The Director of the Peradeniya Teaching Hospital Dr. Arjuna Thilakaratne told News 1st that after the anaesthetic was administered to A. G. Karunawathie she continued to receive treatment in the ICU of the hospital.

When these concerns were raised on Monday (19), this was the response given by the Chairman of the National Medicines Regulatory Authority, Professor S.D. Jayaratne. 

"This is like the issue of the folklore of Amal Biso. You cannot find a house where a death has never occurred. There is an issue with a registered medicine, and an unregistered medicine. Such incidents cannot be prevented." 

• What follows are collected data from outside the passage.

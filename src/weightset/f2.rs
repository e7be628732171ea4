use super::{StarError, StarStatus, WeightSet};

/// The field with two elements: exclusive or as addition, conjunction as multiplication. Only
/// zero is starable.
#[derive(Clone, Copy, Debug, Default, PartialEq, Eq, Hash)]
pub struct F2;

impl WeightSet for F2 {
    type Weight = bool;

    const STAR_STATUS: StarStatus = StarStatus::NonStarable;

    fn zero(&self) -> bool {
        false
    }

    fn one(&self) -> bool {
        true
    }

    fn add(&self, l: &bool, r: &bool) -> bool {
        l ^ r
    }

    fn mul(&self, l: &bool, r: &bool) -> bool {
        *l && *r
    }

    fn star(&self, w: &bool) -> Result<bool, StarError> {
        if *w {
            Err(StarError::new(self.name(), w))
        } else {
            Ok(true)
        }
    }

    fn name(&self) -> &'static str {
        "f2"
    }
}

The Association of Health Professionals said the NMRA is concealing the true nature of a serious issue by adopting various theories based on folklore. 

The All Ceylon Medical Government Medical Officers Association stressed that patient lives cannot be put at risk under any circumstances.

The Society of Government Pharmacists said the medicine in question was imported to Sri Lanka by using a legal provision that was introduced during the COVID-19 pandemic.

Earlier, several patients who underwent eye surgery at the National Eye Hospital and Nuwara Eliya General Hospital experienced complications after they were given the Indian-made Prednisolone eye drops.

The Health Ministry appointed a special committee to probe the reports of  several patients dying after using the medicines, while others developed complications.

The National Medicine Regulatory Authority on Monday (19) announced that the anaesthetic that was used at the Peradeniya Teching Hospital, where two patients died, was removed and will no longer be in use.